Double-banded Coursers were quite common in this area...

Pink-billed Lark 

This barren landscape held a surprisingly high number of birds, as we also saw Grey-backed Sparrow-Larks, some Northern Black Korhaans, a few Namaqua Sandgrouse and a Common Fiscal.

After breakfast we set out on another jeep safari, this time with both jeeps in full working order and headed out to view some waterholes.

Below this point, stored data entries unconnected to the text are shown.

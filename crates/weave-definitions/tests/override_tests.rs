use expect_test::expect;
use weave_catalog::{InMemoryCatalog, MemberInfo, TypeInfo, Visibility};
use weave_context::MixinContext;
use weave_definitions::{MixinId, Participant, ResolutionProblem};

use crate::common::*;

#[test]
fn mixin_member_overrides_inherited_target_member() {
    let catalog = catalog(vec![
        TypeInfo::class("App.Base").with_member(MemberInfo::method("Save").as_virtual()),
        TypeInfo::class(TARGET).with_base("App.Base"),
        mixin("App.M1").with_member(MemberInfo::method("Save").overriding_target()),
    ]);
    let definition = build(&catalog, &context(&catalog, vec![MixinContext::new("App.M1")]));

    let save = definition.member(target_member(&definition, "Save"));
    assert_eq!(save.declaring_type, name("App.Base"));
    assert_eq!(save.overridden_by.len(), 1);
    assert_eq!(chain(&definition, "Save"), vec!["App.M1.Save()", "App.Target.Save()"]);
    assert!(definition.requires_concrete_type(MixinId(0)));
}

#[test]
fn target_member_overrides_mixin_member() {
    let catalog = catalog(vec![
        TypeInfo::class(TARGET).with_member(
            MemberInfo::method("Audit")
                .with_visibility(Visibility::Protected)
                .overriding_mixin(Some("App.M1")),
        ),
        mixin("App.M1").with_member(MemberInfo::method("Audit").as_abstract()),
        mixin("App.M2").with_member(MemberInfo::method("Audit").as_virtual()),
    ]);
    let definition = build(
        &catalog,
        &context(&catalog, vec![MixinContext::new("App.M1"), MixinContext::new("App.M2")]),
    );

    let audit = definition.member(target_member(&definition, "Audit"));
    let overridden = definition.find_member(Participant::Mixin(MixinId(0)), "Audit").unwrap();
    assert_eq!(audit.overrides, vec![overridden.id]);
    assert_eq!(audit.base, Some(overridden.id));
    assert_eq!(overridden.overridden_by, vec![audit.id]);
    assert!(definition.requires_concrete_type(MixinId(0)));
    assert!(!definition.requires_concrete_type(MixinId(1)));
    assert!(!definition.has_problems());
}

#[test]
fn unnamed_mixin_override_is_ambiguous_across_mixins() {
    let catalog = catalog(vec![
        TypeInfo::class(TARGET).with_member(MemberInfo::method("Audit").overriding_mixin(None)),
        mixin("App.M1").with_member(MemberInfo::method("Audit").as_virtual()),
        mixin("App.M2").with_member(MemberInfo::method("Audit").as_virtual()),
    ]);
    let definition = build(
        &catalog,
        &context(&catalog, vec![MixinContext::new("App.M1"), MixinContext::new("App.M2")]),
    );

    let audit = definition.member(target_member(&definition, "Audit"));
    assert!(audit.overrides.is_empty());
    expect![[r#"
        [
            "Ambiguous override: `App.Target.Audit()` matches `App.M1.Audit()`, `App.M2.Audit()`",
        ]
    "#]]
    .assert_debug_eq(&problems(&definition));
}

#[test]
fn override_needs_matching_parameters() {
    let catalog = catalog(vec![
        TypeInfo::class(TARGET).with_member(MemberInfo::method("Load").with_parameters(["System.String"]).as_virtual()),
        mixin("App.M1").with_member(MemberInfo::method("Load").with_parameters(["System.Int32"]).overriding_target()),
    ]);
    let definition = build(&catalog, &context(&catalog, vec![MixinContext::new("App.M1")]));

    let load = definition.find_member(Participant::Mixin(MixinId(0)), "Load").unwrap();
    assert!(matches!(&load.problems[..], [ResolutionProblem::OverrideTargetNotFound { .. }]));
    expect![[r#"
        [
            "Override target not found: `App.M1.Load(System.Int32)` overrides nothing on target `App.Target`",
        ]
    "#]]
    .assert_debug_eq(&problems(&definition));
}

#[test]
fn suppressed_members_are_not_linked() {
    let catalog = catalog(overriding_pair());
    let context = context(
        &catalog,
        vec![MixinContext::new("App.M1").suppress("Foo"), MixinContext::new("App.M2")],
    );
    let definition = build(&catalog, &context);

    assert_eq!(chain(&definition, "Foo"), vec!["App.M2.Foo()", "App.Target.Foo()"]);
    assert!(!definition.requires_concrete_type(MixinId(0)));
    assert!(!definition.has_problems());
}

#[test]
fn unknown_mixin_type_is_recorded() {
    let full = catalog(overriding_pair());
    let context = context(&full, vec![MixinContext::new("App.M1"), MixinContext::new("App.M2")]);

    let mut partial: InMemoryCatalog = full.clone();
    partial.remove_type(&name("App.M2"));
    let definition = build(&partial, &context);

    assert_eq!(definition.mixins[1].kind, None);
    assert!(definition.mixins[1].members.is_empty());
    assert_eq!(
        definition.mixins[1].problems,
        vec![ResolutionProblem::UnknownType { name: name("App.M2") }]
    );
    assert_eq!(chain(&definition, "Foo"), vec!["App.M1.Foo()", "App.Target.Foo()"]);
}
//! Cross-dialect flows through the public adapter surface: a caller speaking
//! one dialect served by an upstream speaking another, with nothing
//! observable lost in between.

use std::sync::Arc;

use secrecy::SecretString;
use serde_json::{Value, json};

use transformer::dialect::anthropic::OutboundAnthropic;
use transformer::dialect::gemini::{InboundGemini, OutboundGemini};
use transformer::dialect::openai::{InboundOpenAi, OutboundOpenAi};
use transformer::dialect::{Inbound, Outbound};
use transformer::http::{HttpResponse, RawRequest};
use transformer::messages::unified::TransformerMetadata;

fn provider(platform: config::PlatformType, base_url: &str) -> config::ProviderConfig {
    config::ProviderConfig {
        platform,
        base_url: base_url.to_string(),
        raw_url: false,
        api_key: Some(SecretString::from("test-key".to_string())),
        api_version: None,
        reasoning_effort_to_budget: None,
    }
}

fn gemini_outbound() -> OutboundGemini {
    OutboundGemini::new(
        provider(
            config::PlatformType::Gemini,
            "https://generativelanguage.googleapis.com",
        ),
        None,
    )
    .unwrap()
}

fn openai_outbound() -> OutboundOpenAi {
    OutboundOpenAi::new(
        provider(config::PlatformType::Openai, "https://api.openai.com/v1"),
        None,
    )
    .unwrap()
}

fn openai_raw(body: Value) -> RawRequest {
    RawRequest {
        path: "/v1/chat/completions".into(),
        body: serde_json::to_vec(&body).unwrap(),
        ..Default::default()
    }
}

fn upstream(body: Value) -> HttpResponse {
    HttpResponse {
        status: http::StatusCode::OK,
        headers: http::HeaderMap::new(),
        body: serde_json::to_vec(&body).unwrap(),
        metadata: TransformerMetadata::default(),
    }
}

/// An OpenAI-shaped chat call addressed to a Gemini upstream lands on the
/// generateContent endpoint with the right body.
#[tokio::test]
async fn openai_caller_gemini_upstream_simple_chat() {
    let unified = InboundOpenAi
        .transform_request(openai_raw(json!({
            "model": "gemini-2.5-flash",
            "messages": [{"role": "user", "content": "Hello"}],
            "max_tokens": 1024
        })))
        .await
        .unwrap();

    let request = gemini_outbound().transform_request(unified).await.unwrap();

    assert_eq!(
        request.url,
        "https://generativelanguage.googleapis.com/v1beta/models/gemini-2.5-flash:generateContent"
    );

    let body: Value = serde_json::from_slice(&request.body).unwrap();
    assert_eq!(
        body["contents"],
        json!([{"role": "user", "parts": [{"text": "Hello"}]}])
    );
    assert_eq!(body["generationConfig"]["maxOutputTokens"], 1024);
}

/// Effort labels become thinking budgets; explicit budgets are capped at the
/// documented maximum.
#[tokio::test]
async fn reasoning_effort_maps_to_thinking_budget() {
    let unified = InboundOpenAi
        .transform_request(openai_raw(json!({
            "model": "gemini-2.5-flash",
            "messages": [{"role": "user", "content": "hi"}],
            "reasoning_effort": "high"
        })))
        .await
        .unwrap();

    let request = gemini_outbound().transform_request(unified).await.unwrap();
    let body: Value = serde_json::from_slice(&request.body).unwrap();

    let thinking = &body["generationConfig"]["thinkingConfig"];
    assert_eq!(thinking["includeThoughts"], true);
    assert_eq!(thinking["thinkingBudget"], 24576);

    let mut unified = InboundOpenAi
        .transform_request(openai_raw(json!({
            "model": "gemini-2.5-flash",
            "messages": [{"role": "user", "content": "hi"}]
        })))
        .await
        .unwrap();
    unified.reasoning_budget = Some(50000);

    let request = gemini_outbound().transform_request(unified).await.unwrap();
    let body: Value = serde_json::from_slice(&request.body).unwrap();
    assert_eq!(
        body["generationConfig"]["thinkingConfig"]["thinkingBudget"],
        24576
    );
}

/// A Gemini response with parallel function calls and a thought signature
/// survives the round trip: the signature comes back on the first call part,
/// bit for bit, and the second part stays unsigned.
#[tokio::test]
async fn thought_signature_round_trips_through_the_unified_model() {
    let outbound = gemini_outbound();

    let response = outbound
        .transform_response(upstream(json!({
            "responseId": "r-1",
            "modelVersion": "gemini-2.5-flash",
            "candidates": [{
                "content": {"role": "model", "parts": [
                    {"functionCall": {"name": "first", "args": {"a": 1}},
                     "thoughtSignature": "sigA"},
                    {"functionCall": {"name": "second", "args": {}}}
                ]},
                "finishReason": "STOP"
            }]
        })))
        .unwrap();

    let mut message = response.choices[0].message.clone().unwrap();
    assert!(message.redacted_reasoning_content.is_some());

    // Next turn: the assistant message goes back out with a tool result.
    let calls = message.tool_calls.clone().unwrap();
    message.role = transformer::messages::unified::Role::Assistant;

    let unified = transformer::messages::unified::Request {
        model: "gemini-2.5-flash".into(),
        messages: vec![
            transformer::messages::unified::Message::text(
                transformer::messages::unified::Role::User,
                "go",
            ),
            message,
            transformer::messages::unified::Message {
                role: transformer::messages::unified::Role::Tool,
                content: Some(transformer::messages::unified::MessageContent::Text("{}".into())),
                tool_call_id: Some(calls[0].id.clone()),
                tool_call_name: Some("first".into()),
                ..Default::default()
            },
        ],
        ..Default::default()
    };

    let request = gemini_outbound().transform_request(unified).await.unwrap();
    let body: Value = serde_json::from_slice(&request.body).unwrap();

    let parts = body["contents"][1]["parts"].as_array().unwrap();
    assert_eq!(parts[0]["thoughtSignature"], "sigA");
    assert_eq!(parts[0]["functionCall"]["name"], "first");
    assert!(parts[1].get("thoughtSignature").is_none());
    assert_eq!(parts[1]["functionCall"]["name"], "second");

    let response = &body["contents"][2]["parts"][0]["functionResponse"];
    assert_eq!(response["name"], "first");
}

/// A stream of chunks folds into the synthetic unary response.
#[test]
fn stream_aggregation_produces_unary_response() {
    let chunks = vec![
        json!({
            "id": "chatcmpl-1", "object": "chat.completion.chunk", "created": 99,
            "model": "gpt-4o",
            "choices": [{"index": 0, "delta": {"role": "assistant", "content": "Hello"}}]
        })
        .to_string(),
        json!({
            "id": "chatcmpl-1", "object": "chat.completion.chunk", "created": 99,
            "model": "gpt-4o",
            "choices": [{"index": 0, "delta": {"content": ", world!"}, "finish_reason": "stop"}]
        })
        .to_string(),
        "[DONE]".to_string(),
    ];

    let (body, meta) = openai_outbound().aggregate_stream_chunks(&chunks).unwrap();
    let body: Value = serde_json::from_slice(&body).unwrap();

    assert_eq!(body["object"], "chat.completion");
    assert_eq!(body["choices"][0]["message"]["content"], "Hello, world!");
    assert_eq!(body["choices"][0]["finish_reason"], "stop");
    assert_eq!(meta.id, "chatcmpl-1");
    assert_eq!(meta.model, "gpt-4o");
}

/// The same OpenAI request parsed and re-emitted is unchanged.
#[tokio::test]
async fn openai_request_round_trip_is_lossless() {
    let fixture = json!({
        "model": "gpt-4o",
        "messages": [
            {"role": "system", "content": "be helpful"},
            {"role": "user", "content": "Hello"},
            {"role": "assistant", "tool_calls": [
                {"id": "call_1", "type": "function",
                 "function": {"name": "f", "arguments": "{}"}}
            ]},
            {"role": "tool", "tool_call_id": "call_1", "name": "f", "content": "{}"}
        ],
        "max_tokens": 256,
        "temperature": 0.7,
        "stop": "END",
        "stream": true,
        "tools": [{"type": "function", "function": {
            "name": "f", "description": "d",
            "parameters": {"type": "object", "properties": {}}
        }}],
        "tool_choice": {"type": "function", "function": {"name": "f"}}
    });

    let unified = InboundOpenAi
        .transform_request(openai_raw(fixture.clone()))
        .await
        .unwrap();

    let request = openai_outbound().transform_request(unified).await.unwrap();
    let body: Value = serde_json::from_slice(&request.body).unwrap();

    assert_eq!(body, fixture);
}

/// A Gemini-dialect caller served by an Anthropic upstream keeps roles,
/// tool names and usage counts.
#[tokio::test]
async fn gemini_caller_anthropic_upstream_preserves_observables() {
    let outbound = OutboundAnthropic::new(
        provider(config::PlatformType::Anthropic, "https://api.anthropic.com"),
        None,
    )
    .unwrap();

    let unified = InboundGemini
        .transform_request(RawRequest {
            path: "/v1beta/models/claude-sonnet-4-20250514:generateContent".into(),
            body: serde_json::to_vec(&json!({
                "systemInstruction": {"parts": [{"text": "be terse"}]},
                "contents": [{"role": "user", "parts": [{"text": "Hello"}]}],
                "generationConfig": {"maxOutputTokens": 512}
            }))
            .unwrap(),
            ..Default::default()
        })
        .await
        .unwrap();

    let request = outbound.transform_request(unified).await.unwrap();
    assert_eq!(request.url, "https://api.anthropic.com/v1/messages");

    let body: Value = serde_json::from_slice(&request.body).unwrap();
    assert_eq!(body["max_tokens"], 512);
    assert_eq!(body["system"][0]["text"], "be terse");
    assert_eq!(body["messages"][0]["role"], "user");

    let response = outbound
        .transform_response(upstream(json!({
            "id": "msg_1",
            "type": "message",
            "role": "assistant",
            "model": "claude-sonnet-4-20250514",
            "content": [{"type": "text", "text": "Hi."}],
            "stop_reason": "end_turn",
            "usage": {"input_tokens": 7, "output_tokens": 2}
        })))
        .unwrap();

    let rendered = InboundGemini.transform_response(response).unwrap();
    let body: Value = serde_json::from_slice(&rendered.body).unwrap();

    assert_eq!(body["candidates"][0]["content"]["role"], "model");
    assert_eq!(body["candidates"][0]["content"]["parts"][0]["text"], "Hi.");
    assert_eq!(body["candidates"][0]["finishReason"], "STOP");
    assert_eq!(body["usageMetadata"]["promptTokenCount"], 7);
    assert_eq!(body["usageMetadata"]["totalTokenCount"], 9);
}

/// Arc-shared origin envelopes stay readable from the outbound side.
#[tokio::test]
async fn raw_request_back_reference_is_shared() {
    let mut raw = openai_raw(json!({
        "model": "gpt-4o",
        "messages": [{"role": "user", "content": "hi"}]
    }));
    raw.query.insert("trace".into(), "on".into());

    let unified = InboundOpenAi.transform_request(raw).await.unwrap();
    let envelope: &Arc<RawRequest> = unified.raw_request.as_ref().unwrap();

    assert_eq!(envelope.query.get("trace").map(String::as_str), Some("on"));
}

They were attracting numerous Springbok and Black-faced Impalas, with Southern Oryx and Kudu also present. 

Southern Oryx and Greater Kudu

Burchell's Zebra

We criss-crossed along a network of trail systems and found Sabota Lark, lots of Red-capped Larks, a soaring White-headed Vulture, and even some Kittlitz’s Plovers that were sheltering in the shade of a few rocks. 

Red-capped Lark 

A quick stop at a rest area for a toilet break resulted in a flock of Red-headed Finches and a pair of Violet-eared Waxbills, and the drive back produced a Spotted Eagle-Owl sat on its nest next to the track. And that was our morning.

The afternoon safari commenced at 3pm and we headed out into the wilderness to checkout a few more waterholes. The first one had 5 huge African Elephants that had been spraying themselves with the muddy water, which had dried and they were now what appeared to be the ‘Ghost Elephants of Etosha’ and a dull white colour. 






The famous 'Ghost Elephants'

The 'Ghost Elephants of Etosha' by Tom Bray

Common Ostriches by Tom Bray
There were plenty of Springbok, Burchell’s Zebra, Oryx and Common Ostriches here, and as we were leaving a Kori Bustard was seen close to the track. Moving on it was pleasing to notch up Chat Flycatcher and Great Kestrel in quick succession before we moved on to some more waterholes. 


The King inspecting his domain...!

The last one had a huge male Lion sitting under a tree and we watched him walk out into the open and sit down to survey his domain. Truly a stunning beast. Driving back at dusk, there were so many Northern Black Korhaans out in the open, and we reached Okaukeujo just before the gates closed.